━━ SUPPLIED DATA

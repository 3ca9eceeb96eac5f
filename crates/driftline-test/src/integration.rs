//! End-to-end Scenarios
//!
//! Scenarios that drive the complete driftline flow:
//! - Simulated drifting nodes written through the file log and analyzed
//! - A live agent reporting over loopback UDP to a running collector

use std::path::Path;
use std::time::Duration;

use tokio_util::sync::CancellationToken;

use driftline_core::{DriftlineError, DriftlineResult, NodeTag};
use driftline_correlate::{CorrelationEngine, DriftComparator, Estimates, RelativeDrift};
use driftline_journal::{read_series, FileLog, LogRecord, RecordSink};
use driftline_runtime::{
    AgentConfig, AgentStats, Collector, CollectorConfig, CollectorStats, SensorAgent, UdpSink,
};

use crate::simulator::{ClockModel, DelayModel, SyncSimulator};

// ============================================================================
// OFFLINE SCENARIO
// ============================================================================

/// Simulated log scenario configuration
#[derive(Clone, Debug)]
pub struct DriftScenarioConfig {
    pub seed: u64,
    pub nodes: Vec<ClockModel>,
    pub delay: DelayModel,
    /// Reports per node
    pub samples: usize,
    /// Seconds between reports
    pub period: f64,
}

impl DriftScenarioConfig {
    /// Two nodes, 20 ppm fast and 5 ppm slow
    pub fn pair() -> Self {
        Self {
            seed: 42,
            nodes: vec![
                ClockModel::new("A", 20.0, 0.5),
                ClockModel::new("B", -5.0, 2.25).starting_at(3_000_000),
            ],
            delay: DelayModel::lan(),
            samples: 250,
            period: 1.0,
        }
    }

    pub fn single(drift_ppm: f64, intercept: f64) -> Self {
        Self {
            nodes: vec![ClockModel::new("A", drift_ppm, intercept)],
            ..Self::pair()
        }
    }
}

/// Result of an offline scenario
#[derive(Debug)]
pub struct DriftScenarioResult {
    pub estimates: Estimates,
    pub relative: Option<RelativeDrift>,
    /// (node, true drift ppm, estimated drift ppm)
    pub drift: Vec<(String, f64, Option<f64>)>,
}

impl DriftScenarioResult {
    /// Largest estimation error over all nodes, `None` if any node was dropped
    pub fn max_error_ppm(&self) -> Option<f64> {
        self.drift.iter().try_fold(0.0f64, |worst, (_, truth, est)| {
            est.map(|e| worst.max((e - truth).abs()))
        })
    }

    pub fn within(&self, tolerance_ppm: f64) -> bool {
        self.max_error_ppm().is_some_and(|e| e <= tolerance_ppm)
    }
}

/// Append records through the file log, as the collector would
pub fn write_log(path: &Path, records: &[LogRecord]) -> DriftlineResult<()> {
    let mut log = FileLog::open(path)?;
    for r in records {
        log.append(r)?;
    }
    Ok(())
}

/// Simulate, log and analyze
pub fn run_drift_scenario(
    config: &DriftScenarioConfig,
    log_path: &Path,
) -> DriftlineResult<DriftScenarioResult> {
    let mut sim = SyncSimulator::new(config.seed, config.period, config.delay);
    for node in &config.nodes {
        sim.add_node(node.clone());
    }
    write_log(log_path, &sim.records(config.samples, 10.0))?;

    let estimates = CorrelationEngine::new().analyze(log_path)?;
    let relative = DriftComparator::default().relative(&estimates);
    let drift = config
        .nodes
        .iter()
        .map(|m| {
            let est = estimates.get(&m.node).map(|e| e.drift_ppm);
            (m.node.clone(), m.drift_ppm, est)
        })
        .collect();

    Ok(DriftScenarioResult {
        estimates,
        relative,
        drift,
    })
}

// ============================================================================
// LIVE PIPELINE
// ============================================================================

/// Result of a live agent to collector run
#[derive(Debug)]
pub struct PipelineResult {
    pub agent: AgentStats,
    pub collector: CollectorStats,
    pub estimates: Estimates,
}

/// Run one agent against a loopback collector for `reports` cycles, then
/// analyze what the collector logged.
pub async fn run_live_pipeline(
    node: &str,
    log_path: &Path,
    reports: usize,
    spacing: Duration,
) -> DriftlineResult<PipelineResult> {
    let config = CollectorConfig {
        bind_addr: "127.0.0.1:0"
            .parse()
            .map_err(|e| DriftlineError::Config(format!("{e}")))?,
        ..Default::default()
    };
    let mut collector = Collector::open(config, log_path).await?;
    let addr = collector.local_addr();

    let cancel = CancellationToken::new();
    let stop = cancel.clone();
    let handle = tokio::spawn(async move {
        let result = collector.run(stop).await;
        result.map(|()| collector.stats().clone())
    });

    let agent_config = AgentConfig {
        node: NodeTag::new(node),
        period: spacing,
        ..Default::default()
    };
    let mut value = 0.0f32;
    let sampler = move || {
        value += 0.5;
        Some(value)
    };
    let mut agent = SensorAgent::new(agent_config, sampler, UdpSink::connect(addr).await?);
    for _ in 0..reports {
        agent.cycle().await;
        tokio::time::sleep(spacing).await;
    }

    // Wait for the collector to drain the socket
    for _ in 0..200 {
        let (series, _) = read_series(log_path)?;
        if series.get(node).map_or(0, |s| s.len()) >= reports {
            break;
        }
        tokio::time::sleep(Duration::from_millis(10)).await;
    }
    cancel.cancel();

    let collector = handle
        .await
        .map_err(|e| DriftlineError::Transport(e.to_string()))??;
    let estimates = CorrelationEngine::new().analyze(log_path)?;

    Ok(PipelineResult {
        agent: agent.stats().clone(),
        collector,
        estimates,
    })
}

━━━━

* **TASK**
From the records above, copy every line that holds the word "spacing".

* **TASK ANSWER**
    spacing: Duration,
        period: spacing,
        tokio::time::sleep(spacing).await;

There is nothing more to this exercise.